Leander’s Tower / Maiden’s Tower
The Maiden’s Tower, Kiz Kulesi in Turkish, is one of the city’s symbols, located on a small island in the Bosphorus near Üsküdar. In 2016 it was named one of the world’s most photographed attractions, it ranked 5th on the list!
In English it’s most popular name, especially in tourism books, is Leander’s Tower derived from the Greek myth of Hero and Leander. According to myth, Hero and Leander fell in love but lived on opposite sides of the strait. Each night Leander would swim across the Dardanelles (Hellespont) to visit her and was guided by the light in the tower.
It’s other name in English, the Maiden’s Tower comes from the Turkish legend of the Princess Tale.
The Princess Tale
Once upon a time, the Byzantine Emperor received a prophecy that his daughter on her 18th birthday would be killed by a venomous snake. To protect her, he built a tower in the middle of the Bosphorus, where she would live, away from land, until she turned 18. Unfortunately, she couldn’t escape fate. On her 18th birthday the princess received a basket of fruit, and upon reaching for an apple, a snake hiding among the fruit, bit the princess and killed her.
The tale reminded me of a mixture of the three fairytales: Sleeping Beauty, Rapunzel and Snow White.

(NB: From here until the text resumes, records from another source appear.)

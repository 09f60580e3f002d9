use serde::{Deserialize, Serialize};

pub type CategoryId = u64;

/// Snapshot of a bookmark category as reported by its provider.
#[derive(Debug, Clone, PartialEq, Eq, Serialize, Deserialize)]
pub struct Category {
    pub id: CategoryId,
    pub name: String,
    pub annotation: String,
    pub description: String,
    pub tracks_count: usize,
    pub bookmarks_count: usize,
    pub from_catalog: bool,
}

impl Category {
    pub fn new(id: CategoryId, name: String) -> Self {
        Self {
            id,
            name,
            annotation: String::new(),
            description: String::new(),
            tracks_count: 0,
            bookmarks_count: 0,
            from_catalog: false,
        }
    }

    pub fn has_description(&self) -> bool {
        !self.annotation.is_empty() || !self.description.is_empty()
    }
}
use serde::{Deserialize, Serialize};

use crate::bookmark::BookmarkId;
use crate::section::ItemKind;
use crate::track::TrackId;

/// A named run of ids produced by an external sort.
///
/// A block with no ids is invalid and must not reach the section layout;
/// ingestion prunes such blocks and deletion removes a block the moment its
/// last id goes.
#[derive(Debug, Clone, PartialEq, Eq, Serialize, Deserialize)]
pub struct SortedBlock {
    pub name: String,
    pub content: BlockContent,
}

#[derive(Debug, Clone, PartialEq, Eq, Serialize, Deserialize)]
pub enum BlockContent {
    Bookmarks(Vec<BookmarkId>),
    Tracks(Vec<TrackId>),
}

impl SortedBlock {
    pub fn bookmarks(name: String, ids: Vec<BookmarkId>) -> Self {
        Self {
            name,
            content: BlockContent::Bookmarks(ids),
        }
    }

    pub fn tracks(name: String, ids: Vec<TrackId>) -> Self {
        Self {
            name,
            content: BlockContent::Tracks(ids),
        }
    }

    pub fn kind(&self) -> ItemKind {
        match self.content {
            BlockContent::Bookmarks(_) => ItemKind::Bookmark,
            BlockContent::Tracks(_) => ItemKind::Track,
        }
    }

    /// Bookmark and track ids share one handle space, so both variants
    /// expose their run uniformly.
    pub fn ids(&self) -> &[u64] {
        match &self.content {
            BlockContent::Bookmarks(ids) => ids,
            BlockContent::Tracks(ids) => ids,
        }
    }

    pub(crate) fn ids_mut(&mut self) -> &mut Vec<u64> {
        match &mut self.content {
            BlockContent::Bookmarks(ids) => ids,
            BlockContent::Tracks(ids) => ids,
        }
    }

    pub fn len(&self) -> usize {
        self.ids().len()
    }

    pub fn is_empty(&self) -> bool {
        self.ids().is_empty()
    }
}
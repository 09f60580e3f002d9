/// Read-only access to a value owned outside the list engine.
///
/// The engine never owns the category it presents. Callers inject a source
/// at construction and the engine snapshots it on demand, so upstream
/// changes become visible on the next read.
pub trait DataSource<T> {
    fn data(&self) -> T;
}
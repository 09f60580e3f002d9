use waymark_core::WaymarkResult;

use crate::bookmark::{Bookmark, BookmarkId};
use crate::category::CategoryId;
use crate::track::{Track, TrackId};

/// Synchronous access to the backing store that owns category contents.
///
/// Category mode resolves ids positionally through this trait and never
/// stores them itself. The fetch calls serve only the row-record accessor,
/// not the indexing logic.
#[cfg_attr(test, mockall::automock)]
pub trait MarkStore {
    fn bookmark_id_by_position(
        &self,
        category: CategoryId,
        position: usize,
    ) -> WaymarkResult<BookmarkId>;

    fn track_id_by_position(
        &self,
        category: CategoryId,
        position: usize,
    ) -> WaymarkResult<TrackId>;

    fn bookmark(&self, id: BookmarkId) -> WaymarkResult<Bookmark>;

    fn track(&self, id: TrackId) -> WaymarkResult<Track>;
}
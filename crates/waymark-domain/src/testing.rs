use std::sync::{Arc, Mutex};

use waymark_core::DataSource;

use crate::category::Category;

/// Category source whose value tests can mutate mid-scenario, the way the
/// real provider changes underneath the list between reads.
#[derive(Clone)]
pub(crate) struct SharedCategory {
    inner: Arc<Mutex<Category>>,
}

impl SharedCategory {
    pub(crate) fn new(category: Category) -> Self {
        Self {
            inner: Arc::new(Mutex::new(category)),
        }
    }

    pub(crate) fn update(&self, apply: impl FnOnce(&mut Category)) {
        apply(&mut self.inner.lock().unwrap());
    }
}

impl DataSource<Category> for SharedCategory {
    fn data(&self) -> Category {
        self.inner.lock().unwrap().clone()
    }
}
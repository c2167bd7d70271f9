//! API layer for versebase
//!
//! This module provides the main public interface the presentation layer
//! consumes for reading, annotating and searching collections.

pub mod provider;

// Re-export main API types
pub use provider::{AnnotationFilter, BookmarkToggle, ProviderStats, VerseProvider};
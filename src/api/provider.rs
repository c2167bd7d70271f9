//! VerseProvider - Main domain API
//!
//! This is the facade the presentation layer calls; it owns the database
//! handle, key construction, the merge of text and annotations at render
//! time, and the auxiliary pack cache. UI code never touches the store
//! adapter directly.

use crate::config::Config;
use crate::error::Result;
use crate::importer::{ImportStats, ProgressFn, SourceImporter};
use crate::keys;
use crate::packs::{CrossReference, PackCache, VerseInsight};
use crate::storage::{
    Annotation, AnnotationPatch, ChapterBookmark, Database, NoteType, TextUnit,
};
use crate::utils;
use std::collections::HashMap;

/// Outcome of a bookmark toggle
#[derive(Debug, Clone, Copy, PartialEq, Eq)]
pub enum BookmarkToggle {
    Added,
    Removed,
}

/// Client-side predicate for annotation listings
#[derive(Debug, Clone, Copy, PartialEq, Eq)]
pub enum AnnotationFilter {
    /// Has a non-empty note
    Notes,

    /// Has a non-empty note marked favorite
    FavoriteNotes,

    /// Has a non-empty note of the given category
    NotesOfType(NoteType),

    /// Verse-level bookmark flag set
    Bookmarked,

    /// Highlight color other than "none"
    Highlighted,
}

impl AnnotationFilter {
    fn matches(&self, annotation: &Annotation) -> bool {
        match self {
            AnnotationFilter::Notes => !annotation.note.is_empty(),
            AnnotationFilter::FavoriteNotes => {
                !annotation.note.is_empty() && annotation.note_favorite
            }
            AnnotationFilter::NotesOfType(note_type) => {
                !annotation.note.is_empty() && annotation.note_type == *note_type
            }
            AnnotationFilter::Bookmarked => annotation.bookmarked,
            AnnotationFilter::Highlighted => annotation.color != "none",
        }
    }
}

/// Provider statistics
#[derive(Debug, Clone)]
pub struct ProviderStats {
    /// Total text units across all collections
    pub unit_count: usize,

    /// Total annotation records
    pub annotation_count: usize,

    /// Total chapter bookmarks
    pub bookmark_count: usize,

    /// Database file size in bytes
    pub database_size_bytes: usize,
}

/// Main provider for reading, annotating and searching collections
pub struct VerseProvider {
    config: Config,
    database: Database,
    importer: SourceImporter,
    packs: PackCache,
}

impl VerseProvider {
    /// Open the provider against the configured database file, creating or
    /// upgrading the schema as needed.
    ///
    /// A `StorageUnavailable` error here means the environment denies
    /// persistent storage; the caller should degrade rather than crash.
    pub async fn open(config: Config) -> Result<Self> {
        if let Some(parent) = config.storage.database_path.parent() {
            if !parent.as_os_str().is_empty() {
                utils::ensure_directory(parent)?;
            }
        }

        let database = Database::new(&config.storage.database_path)?;
        let importer = SourceImporter::new(&config.import)?;
        let packs = PackCache::new(&config.packs);

        log::info!(
            "VerseProvider initialized with database {}",
            config.storage.database_path.display()
        );

        Ok(Self {
            config,
            database,
            importer,
            packs,
        })
    }

    /// Open a provider over an in-memory database (for testing)
    pub fn open_in_memory(config: Config) -> Result<Self> {
        let database = Database::memory()?;
        let importer = SourceImporter::new(&config.import)?;
        let packs = PackCache::new(&config.packs);

        Ok(Self {
            config,
            database,
            importer,
            packs,
        })
    }

    // ---- import ----

    /// "Count > 0" heuristic for whether a collection is already imported.
    /// A partial prior import is indistinguishable from a complete one.
    pub async fn is_imported(&self, collection_id: &str) -> Result<bool> {
        Ok(self.database.unit_count(collection_id)? > 0)
    }

    /// Fetch a source document as raw text from a path or http(s) URL
    pub async fn fetch_source(&self, location: &str) -> Result<String> {
        self.importer.fetch_source(location).await
    }

    /// Parse and bulk-import a source document into a collection.
    /// Rerunnable: the underlying write is an idempotent upsert by key.
    pub async fn import_source(
        &mut self,
        collection_id: &str,
        xml: &str,
        progress: Option<&ProgressFn>,
    ) -> Result<ImportStats> {
        self.importer
            .import(&mut self.database, collection_id, xml, progress)
            .await
    }

    // ---- chapter views ----

    /// Fetch one chapter's text units, sorted ascending by verse.
    ///
    /// Index row order is not guaranteed stable across engines, so the
    /// sort here is explicit. An empty result is valid and means "not
    /// imported yet" or "out of range".
    pub async fn get_chapter(
        &self,
        collection_id: &str,
        book: &str,
        chapter: u32,
    ) -> Result<Vec<TextUnit>> {
        let mut units = self.database.units_by_chapter(collection_id, book, chapter)?;
        units.sort_by_key(|u| u.verse);
        Ok(units)
    }

    /// Fetch one chapter's annotations keyed by unit key, for an O(1) join
    /// against the chapter's text units at render time.
    pub async fn annotations_for_chapter(
        &self,
        collection_id: &str,
        book: &str,
        chapter: u32,
    ) -> Result<HashMap<String, Annotation>> {
        let annotations = self
            .database
            .annotations_by_chapter(collection_id, book, chapter)?;

        Ok(annotations.into_iter().map(|a| (a.key.clone(), a)).collect())
    }

    // ---- annotations ----

    /// Read one annotation, if any exists for the locator
    pub async fn get_annotation(
        &self,
        collection_id: &str,
        book: &str,
        chapter: u32,
        verse: u32,
    ) -> Result<Option<Annotation>> {
        let key = keys::unit_key(book, chapter, verse);
        self.database.get_annotation(collection_id, &key)
    }

    /// Upsert an annotation: read the current record (or the default when
    /// none exists), shallow-merge the patch over it, stamp `updated_at`
    /// and write it back.
    ///
    /// Read-modify-write across two suspension points: two overlapping
    /// upserts to the same locator resolve last-writer-wins at whole-record
    /// granularity, and the earlier patch's unrelated fields can be lost.
    /// Callers with concurrent writers must serialize their own writes.
    pub async fn upsert_annotation(
        &mut self,
        collection_id: &str,
        book: &str,
        chapter: u32,
        verse: u32,
        patch: &AnnotationPatch,
    ) -> Result<Annotation> {
        let key = keys::unit_key(book, chapter, verse);

        let mut annotation = self
            .database
            .get_annotation(collection_id, &key)?
            .unwrap_or_else(|| Annotation::default_for(collection_id, book, chapter, verse));

        annotation.apply(patch);
        annotation.updated_at = utils::now_millis();

        self.database.upsert_annotation(&annotation)?;
        Ok(annotation)
    }

    /// List a collection's annotations matching `filter`, newest first,
    /// capped at `limit` (a display limit, e.g. 50 for "recent" vs 500 for
    /// "all" - see `ListingConfig`).
    pub async fn list_annotations(
        &self,
        collection_id: &str,
        filter: AnnotationFilter,
        limit: usize,
    ) -> Result<Vec<Annotation>> {
        let mut matches: Vec<Annotation> = self
            .database
            .annotations_for_collection(collection_id)?
            .into_iter()
            .filter(|a| filter.matches(a))
            .collect();

        matches.sort_by_key(|a| std::cmp::Reverse(a.updated_at));
        matches.truncate(limit);
        Ok(matches)
    }

    // ---- chapter bookmarks ----

    /// Toggle the chapter-level bookmark: delete it when present, create
    /// it when absent. At most one bookmark exists per (collection, book,
    /// chapter).
    pub async fn toggle_chapter_bookmark(
        &mut self,
        collection_id: &str,
        book: &str,
        chapter: u32,
    ) -> Result<BookmarkToggle> {
        let key = keys::chapter_bookmark_key(collection_id, book, chapter);

        if self.database.get_bookmark(&key)?.is_some() {
            self.database.delete_bookmark(&key)?;
            Ok(BookmarkToggle::Removed)
        } else {
            let bookmark = ChapterBookmark::new(collection_id, book, chapter, utils::now_millis());
            self.database.put_bookmark(&bookmark)?;
            Ok(BookmarkToggle::Added)
        }
    }

    /// Current chapter bookmarks for a collection, newest first
    pub async fn list_bookmarks(&self, collection_id: &str) -> Result<Vec<ChapterBookmark>> {
        let mut bookmarks = self.database.bookmarks_for_collection(collection_id)?;
        bookmarks.sort_by_key(|b| std::cmp::Reverse(b.saved_at));
        Ok(bookmarks)
    }

    // ---- search ----

    /// Substring search over one collection's text.
    ///
    /// Lower-cases the query and each visited unit's text and collects
    /// containment matches in primary-key visitation order until `cap` is
    /// reached or the collection is exhausted. O(collection size) per call;
    /// collections are bounded and search is user-triggered. An empty or
    /// whitespace-only query returns no results without touching storage.
    pub async fn search(
        &self,
        collection_id: &str,
        query: &str,
        cap: usize,
    ) -> Result<Vec<TextUnit>> {
        let trimmed = query.trim();
        if trimmed.is_empty() {
            return Ok(Vec::new());
        }

        let needle = trimmed.to_lowercase();
        let results = self
            .database
            .scan_units(collection_id, |u| u.text.to_lowercase().contains(&needle), cap)?;

        log::info!(
            "Search '{}' matched {} units in '{}'",
            trimmed,
            results.len(),
            collection_id
        );
        Ok(results)
    }

    // ---- settings ----

    /// Read one user preference
    pub async fn get_setting(&self, key: &str) -> Result<Option<String>> {
        self.database.get_setting(key)
    }

    /// Write one user preference, last-write-wins
    pub async fn put_setting(&mut self, key: &str, value: &str) -> Result<()> {
        self.database.put_setting(key, value)
    }

    // ---- auxiliary packs ----

    /// Topical tags for a verse; empty when the verse has none
    pub async fn tags_for(&mut self, book: &str, chapter: u32, verse: u32) -> Result<Vec<String>> {
        let key = keys::unit_key(book, chapter, verse);
        self.packs.tags_for(&key)
    }

    /// Study insight for a verse; `None` when the verse has none
    pub async fn insight_for(
        &mut self,
        book: &str,
        chapter: u32,
        verse: u32,
    ) -> Result<Option<VerseInsight>> {
        let key = keys::unit_key(book, chapter, verse);
        self.packs.insight_for(&key)
    }

    /// Cross-references for a verse; empty when the verse has none
    pub async fn cross_refs_for(
        &mut self,
        book: &str,
        chapter: u32,
        verse: u32,
    ) -> Result<Vec<CrossReference>> {
        let key = keys::unit_key(book, chapter, verse);
        self.packs.cross_refs_for(&key)
    }

    /// Clear the memoized packs; the next access reloads from disk
    pub fn reset_packs(&mut self) {
        self.packs.reset();
    }

    // ---- stats & accessors ----

    /// Get provider statistics
    pub fn get_stats(&self) -> Result<ProviderStats> {
        let db_stats = self.database.get_stats()?;

        Ok(ProviderStats {
            unit_count: db_stats.unit_count,
            annotation_count: db_stats.annotation_count,
            bookmark_count: db_stats.bookmark_count,
            database_size_bytes: db_stats.file_size_bytes,
        })
    }

    /// Get configuration
    pub fn config(&self) -> &Config {
        &self.config
    }
}
//! SQLite database operations for versebase
//!
//! This module is the persistent store adapter: a thin deterministic
//! wrapper over embedded SQLite exposing per-collection CRUD, compound
//! secondary-index lookups and a lazy cursor scan. No retry policy lives
//! here; callers decide whether a failed operation is worth re-running.

use crate::error::{Result, VersebaseError};
use crate::storage::records::{Annotation, ChapterBookmark, NoteType, TextUnit};
use crate::storage::schema::*;
use rusqlite::{Connection, OptionalExtension, Row, params};
use std::path::Path;

/// Database connection and operations
pub struct Database {
    conn: Connection,
}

Different Purposes Over the Years
It’s believed that the Byzantine Emperor Manuel I Comnenus originally built the tower in the 12th century as a guard building. The construction of the tower and it’s uses are still unclear today but it’s said it also once served as a quarantine and hospital for a cholera outbreak 1830, in addition to the obvious use of controlling sea traffic through customs controls and as a toll. Today it’s used as a lighthouse and a restaurant.